Abstract

ABSTRACT COVAX, the vaccines pillar of the Access to Covid-19 Tools Accelerator (ACT-A), has been promoted as ‘the only global solution' to vaccine equity and ending the Covid-19 pandemic. ACT-A and COVAX build on the public-private partnership (PPP) model that dominates global health governance, but take it to a new level, constituting an experimental form that we call the ‘super-PPP'. Based on an analysis of COVAX's governance structure and its difficulties in achieving its aims, we identify several features of the super-PPP model. First, it aims to coordinate the fragmented global health field by bringing together existing PPPs in an extraordinarily complex Russian Matryoshka doll-like structure.
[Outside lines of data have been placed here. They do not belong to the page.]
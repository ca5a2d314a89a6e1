//! UI rendering components split from the main renderer

pub mod common;
pub mod inventory;
pub mod status;
//! Pipeline Lifecycle Integration Test
//!
//! Verifies the definition lifecycle under concurrency:
//! 1. Waiters block until the definition becomes available
//! 2. A reload drains in-flight pipelines before committing new content
//! 3. The next request after a reload observes the new graph
//! 4. Failed reloads leave the definition unavailable
//! 5. Subscriptions follow the referenced models across reloads

use std::sync::Arc;
use std::time::{Duration, Instant};

use inferlib::{
    alias_map, insert_connection, AliasMapping, AvailabilityState, ConnectionMap,
    InferenceRequest, InferenceResponse, ModelConfig, ModelInstance, ModelManager, NodeInfo,
    PipelineDefinition, PipelineError, Precision, TensorInfo,
};

fn init_tracing() {
    let _ = tracing_subscriber::fmt().with_test_writer().try_init();
}

fn tensor(name: &str, shape: &[u64], precision: Precision) -> TensorInfo {
    TensorInfo::new(name, shape.to_vec(), precision)
}

fn register_model(manager: &ModelManager, model: &str, input: &str, output: &str) {
    manager.register_instance(ModelInstance::new(
        model,
        1,
        vec![tensor(input, &[1, 10], Precision::Fp32)],
        vec![tensor(output, &[1, 10], Precision::Fp32)],
        ModelConfig::fixed(),
    ));
}

/// `request → node(model) → response` with the given tensor names.
fn graph(model: &str, input: &str, output: &str) -> (Vec<NodeInfo>, ConnectionMap) {
    let nodes = vec![
        NodeInfo::entry([input]),
        NodeInfo::dl("step", model, Some(1), alias_map([(output, output)])),
        NodeInfo::exit(),
    ];
    let mut connections = ConnectionMap::new();
    insert_connection(
        &mut connections,
        "step",
        "request",
        AliasMapping::new(input, input),
    );
    insert_connection(
        &mut connections,
        "response",
        "step",
        AliasMapping::new(output, output),
    );
    (nodes, connections)
}

fn wait_for_state(definition: &PipelineDefinition, state: AvailabilityState) {
    let deadline = Instant::now() + Duration::from_secs(5);
    while definition.state() != state {
        assert!(
            Instant::now() < deadline,
            "definition never reached {:?}",
            state
        );
        std::thread::sleep(Duration::from_millis(1));
    }
}

#[test]
fn waiter_blocks_until_definition_available() {
    init_tracing();
    let manager = ModelManager::new();
    register_model(&manager, "m1", "a", "b");
    let (nodes, connections) = graph("m1", "a", "b");
    let definition = PipelineDefinition::new("p", nodes, connections);

    let waiter = Arc::clone(&definition);
    let handle = std::thread::spawn(move || waiter.wait_for_loaded(Duration::from_secs(5)));

    std::thread::sleep(Duration::from_millis(20));
    assert!(!handle.is_finished());

    definition.load(&manager).expect("valid pipeline");
    let guard = handle
        .join()
        .expect("waiter thread panicked")
        .expect("waiter got a guard");
    drop(guard);
}

#[test]
fn reload_drains_in_flight_pipelines_before_committing() {
    init_tracing();
    let manager = ModelManager::new();
    register_model(&manager, "m1", "a", "b");
    register_model(&manager, "m2", "x", "y");

    let (nodes, connections) = graph("m1", "a", "b");
    let definition = PipelineDefinition::new("p", nodes, connections);
    definition.load(&manager).expect("valid pipeline");

    // Request in flight: the pipeline holds the definition guard.
    let pipeline = definition
        .create(InferenceRequest::default(), InferenceResponse::new(), &manager)
        .expect("create");

    let reloader = Arc::clone(&definition);
    let reloader_manager = manager.clone();
    let handle = std::thread::spawn(move || {
        let (nodes, connections) = graph("m2", "x", "y");
        reloader.reload(&reloader_manager, nodes, connections)
    });

    // The reload transitions to loading, then blocks on the drain.
    wait_for_state(&definition, AvailabilityState::Loading);
    std::thread::sleep(Duration::from_millis(50));
    assert!(!handle.is_finished(), "reload committed while a request was in flight");

    // Old content is still installed while the reload waits.
    let inputs = definition.get_inputs_info(&manager).expect("inputs info");
    assert!(inputs.contains_key("a"));

    // Finishing the request releases the guard; the reload commits.
    drop(pipeline);
    handle
        .join()
        .expect("reload thread panicked")
        .expect("reload succeeded");
    assert_eq!(definition.state(), AvailabilityState::Available);

    // The next request observes the new graph.
    let inputs = definition.get_inputs_info(&manager).expect("inputs info");
    assert!(inputs.contains_key("x"));
    assert!(!inputs.contains_key("a"));
    let pipeline = definition
        .create(InferenceRequest::default(), InferenceResponse::new(), &manager)
        .expect("create after reload");
    assert!(pipeline.node("step").is_some());
}

#[test]
fn failed_reload_keeps_definition_loading() {
    init_tracing();
    let manager = ModelManager::new();
    register_model(&manager, "m1", "a", "b");

    let (nodes, connections) = graph("m1", "a", "b");
    let definition = PipelineDefinition::new("p", nodes, connections);
    definition.load(&manager).expect("valid pipeline");

    let (nodes, connections) = graph("ghost", "a", "b");
    assert_eq!(
        definition.reload(&manager, nodes, connections),
        Err(PipelineError::NodeReferringToMissingModel)
    );
    assert_eq!(definition.state(), AvailabilityState::Loading);

    let err = definition
        .create(InferenceRequest::default(), InferenceResponse::new(), &manager)
        .unwrap_err();
    assert_eq!(err, PipelineError::NotLoadedYet);
}

#[test]
fn reload_moves_subscriptions_to_new_models() {
    init_tracing();
    let manager = ModelManager::new();
    register_model(&manager, "m1", "a", "b");
    register_model(&manager, "m2", "x", "y");

    let (nodes, connections) = graph("m1", "a", "b");
    let definition = PipelineDefinition::new("p", nodes, connections);
    definition.load(&manager).expect("valid pipeline");
    assert!(definition.subscriptions().contains(&("m1".to_string(), 1)));

    let m1 = manager.find_model_instance("m1", 1).expect("registered");
    let m2 = manager.find_model_instance("m2", 1).expect("registered");
    assert_eq!(m1.subscriber_count(), 1);
    assert_eq!(m2.subscriber_count(), 0);

    let (nodes, connections) = graph("m2", "x", "y");
    definition
        .reload(&manager, nodes, connections)
        .expect("reload succeeded");

    let subscriptions = definition.subscriptions();
    assert_eq!(subscriptions.len(), 1);
    assert!(subscriptions.contains(&("m2".to_string(), 1)));
    assert_eq!(m1.subscriber_count(), 0);
    assert_eq!(m2.subscriber_count(), 1);
}

#[test]
fn retire_drains_in_flight_pipelines() {
    init_tracing();
    let manager = ModelManager::new();
    register_model(&manager, "m1", "a", "b");

    let (nodes, connections) = graph("m1", "a", "b");
    let definition = PipelineDefinition::new("p", nodes, connections);
    definition.load(&manager).expect("valid pipeline");

    let pipeline = definition
        .create(InferenceRequest::default(), InferenceResponse::new(), &manager)
        .expect("create");

    let retirer = Arc::clone(&definition);
    let retirer_manager = manager.clone();
    let handle = std::thread::spawn(move || retirer.retire(&retirer_manager));

    wait_for_state(&definition, AvailabilityState::Unloading);
    std::thread::sleep(Duration::from_millis(50));
    assert!(!handle.is_finished(), "retire completed while a request was in flight");

    drop(pipeline);
    handle.join().expect("retire thread panicked");
    assert_eq!(definition.state(), AvailabilityState::Retired);

    let err = definition.wait_for_loaded(Duration::ZERO).unwrap_err();
    assert_eq!(err, PipelineError::NotLoadedAnymore);
}

#[test]
fn waiter_fails_when_definition_retires_mid_wait() {
    init_tracing();
    let manager = ModelManager::new();
    register_model(&manager, "m1", "a", "b");
    let (nodes, connections) = graph("m1", "a", "b");
    let definition = PipelineDefinition::new("p", nodes, connections);
    // Never loaded: the waiter sits in the loading wait.

    let waiter = Arc::clone(&definition);
    let handle = std::thread::spawn(move || waiter.wait_for_loaded(Duration::from_secs(5)));
    std::thread::sleep(Duration::from_millis(20));

    definition.retire(&manager);
    let err = handle.join().expect("waiter thread panicked").unwrap_err();
    assert_eq!(err, PipelineError::NotLoadedAnymore);
}

#[test]
fn concurrent_requests_all_materialize() {
    init_tracing();
    let manager = ModelManager::new();
    register_model(&manager, "m1", "a", "b");
    let (nodes, connections) = graph("m1", "a", "b");
    let definition = PipelineDefinition::new("p", nodes, connections);
    definition.load(&manager).expect("valid pipeline");

    let mut handles = Vec::new();
    for _ in 0..8 {
        let definition = Arc::clone(&definition);
        let manager = manager.clone();
        handles.push(std::thread::spawn(move || {
            let pipeline = definition
                .create(InferenceRequest::default(), InferenceResponse::new(), &manager)
                .expect("create");
            assert_eq!(pipeline.node_count(), 3);
        }));
    }
    for handle in handles {
        handle.join().expect("request thread panicked");
    }

    // All guards released: a reload commits without waiting.
    let (nodes, connections) = graph("m1", "a", "b");
    definition
        .reload(&manager, nodes, connections)
        .expect("reload succeeded");
    assert_eq!(definition.state(), AvailabilityState::Available);
}
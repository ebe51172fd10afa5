// Copyright (c) 2025 Jonathan Fontanez
// SPDX-License-Identifier: BUSL-1.1

//! Runtime nodes materialised from a validated pipeline definition
//!
//! These are the per-request counterparts of [`NodeInfo`] descriptors: an
//! entry node wrapping the request, one DL node per inference step, and an
//! exit node wrapping the response. Connection wiring records which node
//! feeds which; scheduling and execution live in the pipeline runner.
//!
//! [`NodeInfo`]: crate::core::graph::NodeInfo

use crate::core::graph::{AliasMap, MappingList};
use crate::core::models::{ModelManager, ModelVersion};

/// Opaque request envelope handed to the entry node.
#[derive(Debug, Clone, Default)]
pub struct InferenceRequest {
    payload: serde_json::Value,
}

impl InferenceRequest {
    pub fn new(payload: serde_json::Value) -> Self {
        Self { payload }
    }

    pub fn payload(&self) -> &serde_json::Value {
        &self.payload
    }
}

/// Opaque response envelope filled through the exit node.
#[derive(Debug, Clone, Default)]
pub struct InferenceResponse {
    payload: serde_json::Value,
}

impl InferenceResponse {
    pub fn new() -> Self {
        Self::default()
    }

    pub fn payload(&self) -> &serde_json::Value {
        &self.payload
    }

    pub fn set_payload(&mut self, payload: serde_json::Value) {
        self.payload = payload;
    }
}

/// Wiring recorded on each runtime node as connections are applied.
#[derive(Debug, Clone, Default)]
pub struct NodeLinks {
    /// Nodes this node consumes from, with the values each one feeds.
    pub dependencies: Vec<(String, MappingList)>,
    /// Nodes consuming from this node.
    pub dependants: Vec<String>,
}

#[derive(Debug)]
pub struct EntryNode {
    name: String,
    request: InferenceRequest,
    links: NodeLinks,
}

impl EntryNode {
    pub fn new(name: impl Into<String>, request: InferenceRequest) -> Self {
        Self {
            name: name.into(),
            request,
            links: NodeLinks::default(),
        }
    }

    pub fn request(&self) -> &InferenceRequest {
        &self.request
    }
}

#[derive(Debug)]
pub struct ExitNode {
    name: String,
    response: InferenceResponse,
    links: NodeLinks,
}

impl ExitNode {
    pub fn new(name: impl Into<String>, response: InferenceResponse) -> Self {
        Self {
            name: name.into(),
            response,
            links: NodeLinks::default(),
        }
    }

    pub fn response(&self) -> &InferenceResponse {
        &self.response
    }
}

/// Inference step bound to a managed model; resolution happens at
/// execution time through the manager handle.
#[derive(Debug)]
pub struct DlNode {
    name: String,
    model_name: String,
    model_version: Option<ModelVersion>,
    manager: ModelManager,
    output_aliases: AliasMap,
    links: NodeLinks,
}

impl DlNode {
    pub fn new(
        name: impl Into<String>,
        model_name: impl Into<String>,
        model_version: Option<ModelVersion>,
        manager: ModelManager,
        output_aliases: AliasMap,
    ) -> Self {
        Self {
            name: name.into(),
            model_name: model_name.into(),
            model_version,
            manager,
            output_aliases,
            links: NodeLinks::default(),
        }
    }

    pub fn model_name(&self) -> &str {
        &self.model_name
    }

    pub fn model_version(&self) -> Option<ModelVersion> {
        self.model_version
    }

    pub fn manager(&self) -> &ModelManager {
        &self.manager
    }

    pub fn output_aliases(&self) -> &AliasMap {
        &self.output_aliases
    }
}

/// A node of a materialised pipeline.
#[derive(Debug)]
pub enum RuntimeNode {
    Entry(EntryNode),
    Dl(DlNode),
    Exit(ExitNode),
}

impl RuntimeNode {
    pub fn name(&self) -> &str {
        match self {
            RuntimeNode::Entry(node) => &node.name,
            RuntimeNode::Dl(node) => &node.name,
            RuntimeNode::Exit(node) => &node.name,
        }
    }

    pub fn links(&self) -> &NodeLinks {
        match self {
            RuntimeNode::Entry(node) => &node.links,
            RuntimeNode::Dl(node) => &node.links,
            RuntimeNode::Exit(node) => &node.links,
        }
    }

    pub(crate) fn links_mut(&mut self) -> &mut NodeLinks {
        match self {
            RuntimeNode::Entry(node) => &mut node.links,
            RuntimeNode::Dl(node) => &mut node.links,
            RuntimeNode::Exit(node) => &mut node.links,
        }
    }
}
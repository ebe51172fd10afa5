// Copyright (c) 2025 Jonathan Fontanez
// SPDX-License-Identifier: BUSL-1.1

//! Control-plane events emitted by pipeline definitions
//!
//! Model reloads notify their subscribed pipelines asynchronously; the
//! definition records the fact and forwards an event on this channel so the
//! owning control loop can schedule a revalidation. Dispatch is
//! fire-and-forget: a missing or full receiver never blocks the notifier.

use crate::core::error::PipelineError;
use crate::core::models::ModelVersion;

#[derive(Debug, Clone, PartialEq, Eq)]
pub enum PipelineEvent {
    /// A model or model instance this pipeline depends on changed.
    DependencyChanged {
        pipeline: String,
        model_name: String,
        model_version: ModelVersion,
    },
    /// The definition validated successfully and became available.
    ValidationPassed { pipeline: String },
    /// Validation failed; the definition stays in loading state.
    ValidationFailed {
        pipeline: String,
        error: PipelineError,
    },
    /// The definition was retired and accepts no further operations.
    Retired { pipeline: String },
}

pub type PipelineEventSender = crossbeam_channel::Sender<PipelineEvent>;
pub type PipelineEventReceiver = crossbeam_channel::Receiver<PipelineEvent>;

/// Create an unbounded control-plane event channel.
pub fn pipeline_event_channel() -> (PipelineEventSender, PipelineEventReceiver) {
    crossbeam_channel::unbounded()
}
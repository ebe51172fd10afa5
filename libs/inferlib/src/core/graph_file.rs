// Copyright (c) 2025 Jonathan Fontanez
// SPDX-License-Identifier: BUSL-1.1

//! Declarative pipeline file format for loading definitions from JSON.
//!
//! Model nodes are identified by local names and reference their data
//! sources as `"node.alias"`; the request entry and response exit nodes are
//! synthesized by the loader under their reserved names.
//!
//! # Example Pipeline File
//!
//! ```json
//! {
//!   "name": "detect-classify",
//!   "inputs": ["image"],
//!   "nodes": [
//!     {
//!       "name": "detector",
//!       "kind": "DL",
//!       "model": "detect",
//!       "version": 1,
//!       "inputs": [ { "input": "image", "source": "request.image" } ],
//!       "outputs": [ { "alias": "boxes", "output": "detection_out" } ]
//!     }
//!   ],
//!   "outputs": [ { "name": "boxes", "source": "detector.boxes" } ]
//! }
//! ```

use serde::{Deserialize, Serialize};

use crate::core::error::{PipelineError, Result};
use crate::core::graph::{
    insert_connection, AliasMap, AliasMapping, ConnectionMap, NodeInfo, DL_NODE_CONFIG_TYPE,
    EXIT_NODE_NAME,
};

/// Declarative pipeline definition loaded from a JSON file.
#[derive(Debug, Clone, Serialize, Deserialize)]
pub struct PipelineGraphFile {
    /// Pipeline name used for serving and logging.
    pub name: String,

    /// Declared pipeline input names, fed by the request.
    #[serde(default)]
    pub inputs: Vec<String>,

    /// Model node definitions.
    pub nodes: Vec<NodeDefinition>,

    /// Pipeline outputs surfaced on the response.
    #[serde(default)]
    pub outputs: Vec<OutputDefinition>,
}

/// A model node in the pipeline file.
#[derive(Debug, Clone, Serialize, Deserialize)]
pub struct NodeDefinition {
    /// Node name, unique within the pipeline.
    pub name: String,

    /// Node kind token; only `"DL"` is supported.
    pub kind: String,

    /// Name of the served model backing this node.
    pub model: String,

    /// Pinned model version; absent tracks the default version.
    #[serde(default)]
    pub version: Option<u64>,

    /// Values consumed by the node's model inputs.
    #[serde(default)]
    pub inputs: Vec<InputDefinition>,

    /// Aliases this node publishes for its model outputs.
    #[serde(default)]
    pub outputs: Vec<OutputAliasDefinition>,
}

/// One consumed value: `source` is `"node.alias"`.
#[derive(Debug, Clone, Serialize, Deserialize)]
pub struct InputDefinition {
    pub input: String,
    pub source: String,
}

/// One published value: `alias` is the externally visible name of the
/// model output named `output`.
#[derive(Debug, Clone, Serialize, Deserialize)]
pub struct OutputAliasDefinition {
    pub alias: String,
    pub output: String,
}

/// One pipeline output: `source` is `"node.alias"`.
#[derive(Debug, Clone, Serialize, Deserialize)]
pub struct OutputDefinition {
    pub name: String,
    pub source: String,
}

/// Parse `"node.alias"` into components.
fn parse_source_ref(source: &str) -> Result<(&str, &str)> {
    match source.split_once('.') {
        Some((node, alias)) if !node.is_empty() && !alias.is_empty() => Ok((node, alias)),
        _ => {
            tracing::error!(source, "invalid source reference, expected 'node.alias'");
            Err(PipelineError::Internal)
        }
    }
}

impl PipelineGraphFile {
    /// Parse from JSON text.
    pub fn from_json(text: &str) -> Result<Self> {
        serde_json::from_str(text).map_err(|err| {
            tracing::error!(error = %err, "failed to parse pipeline file");
            PipelineError::Internal
        })
    }

    /// Load from a JSON file path.
    pub fn load(path: impl AsRef<std::path::Path>) -> Result<Self> {
        let text = std::fs::read_to_string(path.as_ref()).map_err(|err| {
            tracing::error!(path = %path.as_ref().display(), error = %err,
                "failed to read pipeline file");
            PipelineError::Internal
        })?;
        Self::from_json(&text)
    }

    /// Build the node list and transposed connection map.
    ///
    /// The request entry and response exit nodes are synthesized here;
    /// declared nodes keep their file order between them.
    pub fn build(&self) -> Result<(Vec<NodeInfo>, ConnectionMap)> {
        let mut node_infos = Vec::with_capacity(self.nodes.len() + 2);
        node_infos.push(NodeInfo::entry(self.inputs.iter().cloned()));

        for node in &self.nodes {
            if node.kind != DL_NODE_CONFIG_TYPE {
                tracing::error!(node = %node.name, kind = %node.kind,
                    "unsupported node kind");
                return Err(PipelineError::WrongNodeKindConfiguration);
            }
            let aliases: AliasMap = node
                .outputs
                .iter()
                .map(|out| (out.alias.clone(), out.output.clone()))
                .collect();
            node_infos.push(NodeInfo::dl(
                node.name.as_str(),
                node.model.as_str(),
                node.version,
                aliases,
            ));
        }

        node_infos.push(NodeInfo::exit());

        let mut connections = ConnectionMap::new();
        for node in &self.nodes {
            for input in &node.inputs {
                let (source_node, source_alias) = parse_source_ref(&input.source)?;
                insert_connection(
                    &mut connections,
                    &node.name,
                    source_node,
                    AliasMapping::new(source_alias, input.input.as_str()),
                );
            }
        }
        for output in &self.outputs {
            let (source_node, source_alias) = parse_source_ref(&output.source)?;
            insert_connection(
                &mut connections,
                EXIT_NODE_NAME,
                source_node,
                AliasMapping::new(source_alias, output.name.as_str()),
            );
        }

        Ok((node_infos, connections))
    }
}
Second, it attempts to scale up a governance model designed for donor-dependent countries to tackle a health crisis affecting the entire world, pitting it against the self-interest of its wealthiest government partners. Third, the super-PPP's structural complexity obscures the vast differences between constituent partners, giving pharmaceutical corporations substantial power and making public representation, transparency, and accountability elusive. As a super-PPP, COVAX reproduces and amplifies challenges associated with the established PPPs it incorporates. COVAX's limited success has sparked a crisis of legitimacy for the voluntary, charity-based partnership model in global health, raising questions about its future.